• The ever fascinating saga of Frank and Jesse James gets another treatment and a good one in Frank&Jesse starring Bill Paxton and Rob Lowe as the James Brothers.

    I've seen and reviewed now three films about the James brothers and their gang, Jesse James, The Assassination of Jesse James by the Coward Robert Ford, and now Frank&Jesse. It's interesting to me how similar the characters are in all the films.

    Jesse is the hardened bitter outlaw who may have started with justifiable reasons on his outlaw career, but has taken to the criminal life and likes it. And it brings out the bad points of his character as well. Whether played by Tyrone Power, Brad Pitt, or Rob Lowe, Jesse is given the same interpretation.

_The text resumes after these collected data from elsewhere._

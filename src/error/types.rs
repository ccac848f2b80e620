//! API Error Types
//!
//! This module defines the error taxonomy for the HTTP API. Every fallible
//! handler, store and auth operation returns `ApiError`, and the conversion
//! module renders it as a JSON response with the matching status code.
//!
//! # Status Code Mapping
//!
//! - `Validation` - 400 Bad Request
//! - `DuplicateEmail` - 409 Conflict
//! - `InvalidCredentials`, `InvalidToken`, `ExpiredToken` - 401 Unauthorized
//! - `NotFound` - 404 Not Found
//! - `Forbidden` - 403 Forbidden
//! - `Database`, `Internal` - 500 Internal Server Error

use axum::http::StatusCode;
use thiserror::Error;

/// All errors the API can surface to a client.
///
/// Authentication failures are deliberately coarse: a login attempt against
/// an unknown email and one with a wrong password both produce
/// `InvalidCredentials`, so the response does not reveal which part was
/// wrong. Token problems distinguish expiry from everything else because
/// clients handle the two differently.
#[derive(Debug, Error)]
pub enum ApiError {
    /// Malformed input that passed deserialization (e.g. an invalid email)
    #[error("{0}")]
    Validation(String),

    /// Registration against an email that already has an account
    #[error("Email already registered")]
    DuplicateEmail,

    /// Unknown email or wrong password at login
    #[error("Invalid credentials")]
    InvalidCredentials,

    /// Missing, malformed, tampered or otherwise unusable bearer token
    #[error("Invalid authentication credentials")]
    InvalidToken,

    /// Structurally valid token whose expiry has passed
    #[error("Token expired")]
    ExpiredToken,

    /// Resource lookup by id that matched nothing
    #[error("{0} not found")]
    NotFound(&'static str),

    /// Authenticated caller is not the owner of the resource
    #[error("{0}")]
    Forbidden(String),

    /// Query or connection failure from the database layer
    #[error("Database error: {0}")]
    Database(#[from] sqlx::Error),

    /// Anything else that should never reach a client in detail
    #[error("Internal error: {0}")]
    Internal(String),
}

impl ApiError {
    /// Create a validation error from a formatted message
    pub fn validation(message: impl Into<String>) -> Self {
        Self::Validation(message.into())
    }

    /// Create a forbidden error from a formatted message
    pub fn forbidden(message: impl Into<String>) -> Self {
        Self::Forbidden(message.into())
    }

    /// Create an internal error from a formatted message
    pub fn internal(message: impl Into<String>) -> Self {
        Self::Internal(message.into())
    }

    /// Get the HTTP status code for this error
    pub fn status_code(&self) -> StatusCode {
        match self {
            Self::Validation(_) => StatusCode::BAD_REQUEST,
            Self::DuplicateEmail => StatusCode::CONFLICT,
            Self::InvalidCredentials | Self::InvalidToken | Self::ExpiredToken => {
                StatusCode::UNAUTHORIZED
            }
            Self::NotFound(_) => StatusCode::NOT_FOUND,
            Self::Forbidden(_) => StatusCode::FORBIDDEN,
            Self::Database(_) | Self::Internal(_) => StatusCode::INTERNAL_SERVER_ERROR,
        }
    }

    /// Get a stable machine-readable tag for this error
    pub fn reason(&self) -> &'static str {
        match self {
            Self::Validation(_) => "validation_error",
            Self::DuplicateEmail => "duplicate_email",
            Self::InvalidCredentials => "invalid_credentials",
            Self::InvalidToken => "invalid_token",
            Self::ExpiredToken => "expired_token",
            Self::NotFound(_) => "not_found",
            Self::Forbidden(_) => "forbidden",
            Self::Database(_) | Self::Internal(_) => "internal_error",
        }
    }

    /// Get the message shown to the client
    ///
    /// Server-side failures are collapsed to a generic message; the full
    /// error is logged where the response is built, never sent on the wire.
    pub fn message(&self) -> String {
        match self {
            Self::Database(_) | Self::Internal(_) => "Internal server error".to_string(),
            other => other.to_string(),
        }
    }
}
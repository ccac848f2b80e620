//! Authentication test helpers
//!
//! Creates accounts directly through the user directory and mints tokens
//! for them, skipping the HTTP endpoints. Tests that exercise the
//! registration and login endpoints themselves go through the wire
//! instead.

use sqlx::SqlitePool;
use userboard::auth::sessions::issue_token;
use userboard::auth::users::{create_user, NewUser};
use userboard::server::config::AppConfig;
use uuid::Uuid;

/// A registered user plus a ready-to-send bearer token
pub struct TestUser {
    pub id: Uuid,
    pub name: String,
    pub email: String,
    pub password: String,
    pub token: String,
}

/// Create a user in the database and issue a token for them
pub async fn create_test_user(
    pool: &SqlitePool,
    config: &AppConfig,
    email: &str,
    password: &str,
) -> TestUser {
    let user = create_user(
        pool,
        NewUser {
            name: format!("User {}", email),
            phone: "1234567890".to_string(),
            email: email.to_string(),
            password: password.to_string(),
        },
    )
    .await
    .expect("Failed to create test user");

    let token = issue_token(&user, config).expect("Failed to issue test token");

    TestUser {
        id: user.id,
        name: user.name,
        email: user.email,
        password: password.to_string(),
        token,
    }
}

/// Create authorization header value
pub fn auth_header(token: &str) -> String {
    format!("Bearer {}", token)
}
use clap::Parser;

#[tokio::main]
async fn main() {
    let cli = onyxia::cli::Cli::parse();
    onyxia::init_logging(cli.verbose);

    if let Err(err) = onyxia::run(cli).await {
        tracing::error!(err = %err, "fatal");
        eprintln!("error: {err}");
        std::process::exit(1);
    }
}
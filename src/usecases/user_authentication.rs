use std::convert::Infallible;

use tokio::sync::OnceCell;

use crate::api::{OidcParamsApiClient, RealmParams, TermsOfServices, User, UserApiClient};
use crate::auth::{IdentityProvider, OidcClient, RedirectTarget};
use crate::error::{AppError, AppResult};

/// Session data derived once the identity handshake is done.
#[derive(Debug, Clone, PartialEq, Eq)]
pub struct SessionContext {
    /// `None` when not authenticated.
    pub user: Option<User>,
    pub terms_of_services: Option<TermsOfServices>,
    /// `None` when the platform does not authenticate through Keycloak.
    pub account_management_url: Option<String>,
}

pub struct UserAuthentication<P: IdentityProvider> {
    oidc: OidcClient<P>,
    context: OnceCell<SessionContext>,
}

impl<P: IdentityProvider> UserAuthentication<P> {
    pub fn new(oidc: OidcClient<P>) -> Self {
        Self {
            oidc,
            context: OnceCell::new(),
        }
    }

    pub fn oidc(&self) -> &OidcClient<P> {
        &self.oidc
    }

    /// Fetches the user profile and realm parameters. Runs at most once per
    /// instance; later calls return the cached context.
    pub async fn initialize<U, C>(&self, users: &U, oidc_params: &C) -> AppResult<&SessionContext>
    where
        U: UserApiClient,
        C: OidcParamsApiClient,
    {
        self.context
            .get_or_try_init(|| async {
                let user = match &self.oidc {
                    OidcClient::NotLoggedIn(_) => None,
                    OidcClient::LoggedIn(logged_in) => {
                        Some(users.get_user(&logged_in.access_token()).await?)
                    }
                };

                let params = oidc_params.get_oidc_params().await?;
                let (terms_of_services, account_management_url) = match params.keycloak_params {
                    None => (None, None),
                    Some(RealmParams {
                        url,
                        realm,
                        terms_of_services,
                        ..
                    }) => (
                        terms_of_services,
                        Some(join_account_url(&url, &realm)),
                    ),
                };

                tracing::debug!(
                    authenticated = user.is_some(),
                    "session context initialized"
                );
                Ok::<_, AppError>(SessionContext {
                    user,
                    terms_of_services,
                    account_management_url,
                })
            })
            .await
    }

    fn context(&self) -> AppResult<&SessionContext> {
        self.context
            .get()
            .ok_or_else(|| AppError::precondition("session context not initialized"))
    }

    pub fn get_current_user(&self) -> AppResult<&User> {
        self.context()?
            .user
            .as_ref()
            .ok_or_else(|| AppError::precondition("can't get the user when not authenticated"))
    }

    pub fn is_logged_in(&self) -> bool {
        self.oidc.is_logged_in()
    }

    pub async fn login(&self) -> AppResult<Infallible> {
        match &self.oidc {
            OidcClient::NotLoggedIn(not_logged_in) => not_logged_in.login().await,
            OidcClient::LoggedIn(_) => Err(AppError::precondition("already logged in")),
        }
    }

    pub async fn logout(&self, redirect_to: RedirectTarget) -> AppResult<Infallible> {
        match &self.oidc {
            OidcClient::LoggedIn(logged_in) => logged_in.logout(redirect_to).await,
            OidcClient::NotLoggedIn(_) => {
                Err(AppError::precondition("can't log out when not authenticated"))
            }
        }
    }

    pub fn terms_of_service_content(&self) -> AppResult<Option<&TermsOfServices>> {
        Ok(self.context()?.terms_of_services.as_ref())
    }

    pub fn account_management_url(&self) -> AppResult<Option<&str>> {
        Ok(self.context()?.account_management_url.as_deref())
    }
}

/// `{url}/auth/realms/{realm}/account`, without doubled slashes.
pub fn join_account_url(url: &str, realm: &str) -> String {
    format!(
        "{}/auth/realms/{}/account",
        url.trim_end_matches('/'),
        realm.trim_matches('/')
    )
}

#[cfg(test)]
mod tests {
    use super::*;

    #[test]
    fn joins_account_url() {
        assert_eq!(
            join_account_url("https://idp.example.org", "myrealm"),
            "https://idp.example.org/auth/realms/myrealm/account"
        );
    }

    #[test]
    fn account_url_collapses_boundary_slashes() {
        assert_eq!(
            join_account_url("https://idp.example.org/", "/myrealm/"),
            "https://idp.example.org/auth/realms/myrealm/account"
        );
    }
}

    As is Frank the charmer of the two brothers. Whether laconic charming like Henry Fonda or pretty garrulous as Bill Paxton does him, he's apparently the public relations man for the gang.

    The characters of the Younger Brothers are brought in here as well with country singer Randy Travis giving an outstanding portrayal of Cole Younger. In real life Younger like Frank James lived to a ripe old age way after the action in this film.

    Jesse is the king of outlaws, his reputation against fighting the railroads has made him notorious enough for Allan Pinkerton to be employed to take him down. Jesse is a wily one and after Pinkerton's nephew Tom Chick is killed in an attempt to arrest Jesse, it becomes a personal crusade for Pinkerton.

    As much as I liked the rest of the cast, the best in the film is William Atherton as the dedicated Allan Pinkerton. He's determined to use any means to bring Jesse and the gang and I do mean ANY.

    The wives have their moments also with Dana Wheeler-Nicholson as Frank's wife Annie and Maris Pitillo as Jesse's wife Zee. Pitillo's performance is hardly like the one by Nancy Kelly in the 20th Century Fox classic. She saves Jesse's bacon on one memorable occasion in the film.

    Frank&Jesse is one very good western which should have received a lot more attention than it did.